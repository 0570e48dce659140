//! External stop positions used to order stops along a route.

use crate::gtfs::StopSequenceAverage;
use crate::model::StopId;
use crate::names::StopNames;
use crate::table::Table;
use crate::Result;
use rustc_hash::FxHashMap;
use std::path::Path;

/// Numeric position of a stop along a route; only the relative order matters.
///
/// Implementations are built once and then shared read-only across diagrams.
pub trait PositionSource {
    fn position(&self, stop: &str, route: &str, direction_code: &str) -> Option<f64>;
}

/// Positions from a hand-written file, applying to every route and direction.
#[derive(Debug, Clone, Default)]
pub struct ManualPositions {
    positions: FxHashMap<StopId, f64>,
    names: StopNames,
}

impl ManualPositions {
    /// Reads `stop_id`, `stop_sequence` and the optional `stop_name` columns.
    pub fn from_table(table: &Table) -> Result<Self> {
        let id = table.column("stop_id")?;
        let seq = table.column("stop_sequence")?;
        let name = table.column_opt("stop_name");

        let mut out = Self::default();
        for record in table.records() {
            let stop = record.get(id);
            let raw = record.get(seq);
            match raw.trim().parse::<f64>() {
                Ok(pos) if pos.is_finite() => {
                    out.positions.insert(stop.to_string(), pos);
                }
                _ => {
                    tracing::warn!(line = record.line, stop, value = raw, "ignoring unparseable stop_sequence");
                    continue;
                }
            }
            if let Some(name) = name {
                out.names.insert(stop, record.get(name));
            }
        }
        tracing::debug!(stops = out.positions.len(), "loaded manual stop positions");
        Ok(out)
    }

    pub fn read(path: &Path) -> Result<Self> {
        Self::from_table(&Table::read(path)?)
    }

    pub fn from_pairs<'a>(pairs: impl IntoIterator<Item = (&'a str, f64)>) -> Self {
        Self {
            positions: pairs
                .into_iter()
                .map(|(s, p)| (s.to_string(), p))
                .collect(),
            names: StopNames::default(),
        }
    }

    pub fn names(&self) -> &StopNames {
        &self.names
    }

    pub fn len(&self) -> usize {
        self.positions.len()
    }

    pub fn is_empty(&self) -> bool {
        self.positions.is_empty()
    }
}

impl PositionSource for ManualPositions {
    fn position(&self, stop: &str, _route: &str, _direction_code: &str) -> Option<f64> {
        self.positions.get(stop).copied()
    }
}

/// Average GTFS `stop_sequence` per (route short name, direction id, stop).
#[derive(Debug, Clone, Default)]
pub struct GtfsPositions {
    by_route: FxHashMap<String, FxHashMap<String, FxHashMap<StopId, f64>>>,
}

impl GtfsPositions {
    pub fn len(&self) -> usize {
        self.by_route
            .values()
            .flat_map(FxHashMap::values)
            .map(FxHashMap::len)
            .sum()
    }

    pub fn is_empty(&self) -> bool {
        self.len() == 0
    }
}

impl FromIterator<StopSequenceAverage> for GtfsPositions {
    fn from_iter<I: IntoIterator<Item = StopSequenceAverage>>(iter: I) -> Self {
        let mut out = Self::default();
        for avg in iter {
            out.by_route
                .entry(avg.route_short_name)
                .or_default()
                .entry(avg.direction_id)
                .or_default()
                .insert(avg.stop_id, avg.stop_sequence_avg);
        }
        out
    }
}

impl PositionSource for GtfsPositions {
    fn position(&self, stop: &str, route: &str, direction_code: &str) -> Option<f64> {
        self.by_route
            .get(route)?
            .get(direction_code)?
            .get(stop)
            .copied()
    }
}
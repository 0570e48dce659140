#![forbid(unsafe_code)]

//! Arc layout and SVG output for route load diagrams (headless).

pub mod color;
pub mod layout;
pub mod model;
pub mod svg;

pub use color::{ColorOptions, generate_colors, jumble};
pub use layout::{ArcSet, LayoutOptions, layout_arcs, layout_route, running_load, width_scale};
pub use model::{ArcLayout, ColorBy, DiagramLayout, Geometry, StopLayout};
pub use svg::{DEFAULT_CSS, SvgRenderOptions, render_svg};

#[derive(Debug, thiserror::Error)]
pub enum Error {
    #[error("invalid layout model: {message}")]
    InvalidModel { message: String },
}

pub type Result<T> = std::result::Result<T, Error>;
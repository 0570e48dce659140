//! Arc colour palettes.
//!
//! Colours are spread around the HSLuv hue circle so equal steps look equally different,
//! then converted to `#rrggbb`.

use palette::{Clamp, FromColor, Hsluv, Srgb};
use rand::Rng;
use serde::{Deserialize, Serialize};

#[derive(Debug, Clone, Copy, PartialEq, Serialize, Deserialize)]
pub struct ColorOptions {
    pub hue_start: f64,
    pub hue_stop: f64,
    pub chroma: f64,
    pub lightness: f64,
    /// Upper bound of the random chroma decrement applied at each step.
    pub chroma_jitter: f64,
    /// Lightness step of the `0, +j, 0, -j` pattern.
    pub lightness_jitter: f64,
}

impl Default for ColorOptions {
    fn default() -> Self {
        Self {
            hue_start: 0.0,
            hue_stop: 360.0,
            chroma: 100.0,
            lightness: 50.0,
            chroma_jitter: 5.0,
            lightness_jitter: 5.0,
        }
    }
}

impl ColorOptions {
    /// Settings used for diagram arcs: constant chroma, stronger lightness banding.
    pub fn diagram() -> Self {
        Self {
            chroma_jitter: 0.0,
            lightness_jitter: 10.0,
            ..Self::default()
        }
    }
}

const LIGHTNESS_PATTERN: [f64; 4] = [0.0, 1.0, 0.0, -1.0];

/// Generates `count` colours with hues evenly spaced over `[hue_start, hue_stop)`.
///
/// Chroma drifts downwards by a random amount per step. Lightness is offset from
/// `options.lightness` by the `0, +j, 0, -j` pattern, indexed by position mod 4.
pub fn generate_colors<R: Rng + ?Sized>(
    count: usize,
    options: &ColorOptions,
    rng: &mut R,
) -> Vec<String> {
    let mut chroma = options.chroma;
    let step = if count == 0 {
        0.0
    } else {
        (options.hue_stop - options.hue_start) / count as f64
    };

    (0..count)
        .map(|c| {
            let hue = options.hue_start + c as f64 * step;
            chroma -= options.chroma_jitter * rng.gen_range(0.0..1.0);
            let lightness = options.lightness + options.lightness_jitter * LIGHTNESS_PATTERN[c % 4];
            hsluv_hex(hue, chroma.clamp(0.0, 100.0), lightness.clamp(0.0, 100.0))
        })
        .collect()
}

fn hsluv_hex(hue: f64, saturation: f64, lightness: f64) -> String {
    let hsluv: Hsluv<palette::white_point::D65, f64> = Hsluv::new(hue, saturation, lightness);
    let rgb: Srgb<u8> = Srgb::<f64>::from_color(hsluv).clamp().into_format();
    format!("#{:02x}{:02x}{:02x}", rgb.red, rgb.green, rgb.blue)
}

/// Reorders `colors` so neighbours in the output come from far apart in the input.
///
/// With `g = (L - 1) / 3`, lists longer than six whose length is not a multiple of `g`
/// (and coprime with it) are visited in steps of `g`, starting `g` steps in. Other lists
/// longer than two take indices `1 mod 3`, then `2 mod 3`, then `0 mod 3`. Shorter lists
/// are returned as-is.
pub fn jumble<T: Clone>(colors: &[T]) -> Vec<T> {
    let len = colors.len();
    let g = len.saturating_sub(1) / 3;

    if len > 6 && len % g != 0 && gcd(g, len) == 1 {
        return (0..len).map(|i| colors[(g * (i + g)) % len].clone()).collect();
    }
    if len > 2 {
        return [1, 2, 0]
            .into_iter()
            .flat_map(|r| colors.iter().skip(r).step_by(3))
            .cloned()
            .collect();
    }
    colors.to_vec()
}

fn gcd(mut a: usize, mut b: usize) -> usize {
    while b != 0 {
        (a, b) = (b, a % b);
    }
    a
}

#[cfg(test)]
mod tests {
    use super::*;
    use rand::SeedableRng;
    use rand::rngs::StdRng;

    fn is_hex(c: &str) -> bool {
        c.len() == 7 && c.starts_with('#') && c[1..].chars().all(|ch| ch.is_ascii_hexdigit())
    }

    #[test]
    fn generates_requested_number_of_hex_colours() {
        let mut rng = StdRng::seed_from_u64(7);
        let colors = generate_colors(9, &ColorOptions::default(), &mut rng);
        assert_eq!(colors.len(), 9);
        assert!(colors.iter().all(|c| is_hex(c)));
        assert!(generate_colors(0, &ColorOptions::default(), &mut rng).is_empty());
    }

    #[test]
    fn seeded_generation_is_reproducible() {
        let a = generate_colors(5, &ColorOptions::default(), &mut StdRng::seed_from_u64(1));
        let b = generate_colors(5, &ColorOptions::default(), &mut StdRng::seed_from_u64(1));
        assert_eq!(a, b);
    }

    #[test]
    fn without_chroma_jitter_output_does_not_depend_on_rng() {
        let opts = ColorOptions::diagram();
        let a = generate_colors(6, &opts, &mut StdRng::seed_from_u64(1));
        let b = generate_colors(6, &opts, &mut StdRng::seed_from_u64(99));
        assert_eq!(a, b);
        // First hue is red-ish at full chroma.
        let r = u8::from_str_radix(&a[0][1..3], 16).unwrap();
        let g = u8::from_str_radix(&a[0][3..5], 16).unwrap();
        assert!(r > g);
    }

    #[test]
    fn lightness_offsets_repeat_every_four_colours() {
        let opts = ColorOptions {
            chroma_jitter: 0.0,
            lightness_jitter: 10.0,
            ..ColorOptions::default()
        };
        let colors = generate_colors(8, &opts, &mut StdRng::seed_from_u64(3));
        let expected: Vec<String> = [50.0, 60.0, 50.0, 40.0, 50.0, 60.0, 50.0, 40.0]
            .into_iter()
            .enumerate()
            .map(|(c, l)| hsluv_hex(c as f64 * 45.0, 100.0, l))
            .collect();
        assert_eq!(colors, expected);
        assert_ne!(colors[1], hsluv_hex(45.0, 100.0, 50.0));
    }

    #[test]
    fn jumble_of_eight_takes_residues_one_two_zero() {
        let input: Vec<usize> = (0..8).collect();
        assert_eq!(jumble(&input), vec![1, 4, 7, 2, 5, 0, 3, 6]);
    }

    #[test]
    fn jumble_of_seven_visits_in_steps_of_two() {
        let input: Vec<usize> = (0..7).collect();
        assert_eq!(jumble(&input), vec![4, 6, 1, 3, 5, 0, 2]);
    }

    #[test]
    fn jumble_small_lists_use_residues_or_identity() {
        assert_eq!(jumble(&[0, 1, 2, 3, 4, 5]), vec![1, 4, 2, 5, 0, 3]);
        assert_eq!(jumble(&[0, 1, 2]), vec![1, 2, 0]);
        assert_eq!(jumble(&[0, 1]), vec![0, 1]);
        assert!(jumble::<u8>(&[]).is_empty());
    }

    #[test]
    fn jumble_is_always_a_permutation() {
        for len in 0..64usize {
            let input: Vec<usize> = (0..len).collect();
            let mut out = jumble(&input);
            out.sort_unstable();
            assert_eq!(out, input, "len {len}");
        }
    }
}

### Your assignment
Using the listing above, count how many lines contain the word "saturation" and, please, write only that number.

### Problem solution
2